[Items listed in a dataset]

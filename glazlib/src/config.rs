//! Locating the XML configuration documents GlazLib sessions can be opened from.
//!
//! The documents themselves are never read here, only their paths are handed to the library.
use std::env;
use std::fs;
use std::path::{Path, PathBuf};

use crate::error::{GlazError, GlazResult};

/// Environment variable naming an extra directory to search for configuration documents
pub const CONFIG_DIR_ENV: &str = "GLAZLIB_CONFIG_DIR";

/// The documents looked for, in order, when no name is given
pub const DEFAULT_CONFIG_NAMES: [&str; 2] = ["single_spectrometer.xml", "double_spectrometer.xml"];

/// `$GLAZLIB_CONFIG_DIR` if it is set, then `./configs`, then the working directory
pub fn default_search_dirs() -> Vec<PathBuf> {
    let mut dirs = Vec::new();
    if let Some(dir) = env::var_os(CONFIG_DIR_ENV) {
        dirs.push(PathBuf::from(dir));
    }
    dirs.push(PathBuf::from("configs"));
    dirs.push(env::current_dir().unwrap_or_else(|_| PathBuf::from(".")));
    dirs
}

fn with_xml_extension(name: &str) -> String {
    if name.to_ascii_lowercase().ends_with(".xml") {
        name.to_string()
    } else {
        format!("{name}.xml")
    }
}

/// Find a configuration document in `dirs`.
///
/// A `name` without an `.xml` extension gets one. Without a name, each of
/// [`DEFAULT_CONFIG_NAMES`] is looked for in every directory before moving on to the next.
pub fn find_config_file<P: AsRef<Path>>(name: Option<&str>, dirs: &[P]) -> GlazResult<PathBuf> {
    let names: Vec<String> = match name {
        Some(name) => vec![with_xml_extension(name)],
        None => DEFAULT_CONFIG_NAMES.iter().map(|s| s.to_string()).collect(),
    };

    let mut searched = Vec::new();
    for name in names.iter() {
        for dir in dirs {
            let path = dir.as_ref().join(name);
            if path.is_file() {
                tracing::debug!("found configuration {}", path.display());
                return Ok(path);
            }
            searched.push(path);
        }
    }
    Err(GlazError::ConfigNotFound {
        name: names.join(" or "),
        searched,
    })
}

/// Every `.xml` document in the directories of `dirs` that exist, sorted within each directory
pub fn list_available_configs<P: AsRef<Path>>(dirs: &[P]) -> GlazResult<Vec<PathBuf>> {
    let mut found = Vec::new();
    for dir in dirs {
        let dir = dir.as_ref();
        if !dir.is_dir() {
            continue;
        }
        let mut in_dir = Vec::new();
        for entry in fs::read_dir(dir)? {
            let path = entry?.path();
            let is_xml = path
                .extension()
                .is_some_and(|ext| ext.eq_ignore_ascii_case("xml"));
            if is_xml && path.is_file() {
                in_dir.push(path);
            }
        }
        in_dir.sort();
        found.extend(in_dir);
    }
    Ok(found)
}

-- WHAT TO DO --
From the records above, copy each line where the word "GlazResult" can be found.

-- OUTPUT OF THE TASK --
use crate::error::{GlazError, GlazResult};
pub fn find_config_file<P: AsRef<Path>>(name: Option<&str>, dirs: &[P]) -> GlazResult<PathBuf> {
pub fn list_available_configs<P: AsRef<Path>>(dirs: &[P]) -> GlazResult<Vec<PathBuf>> {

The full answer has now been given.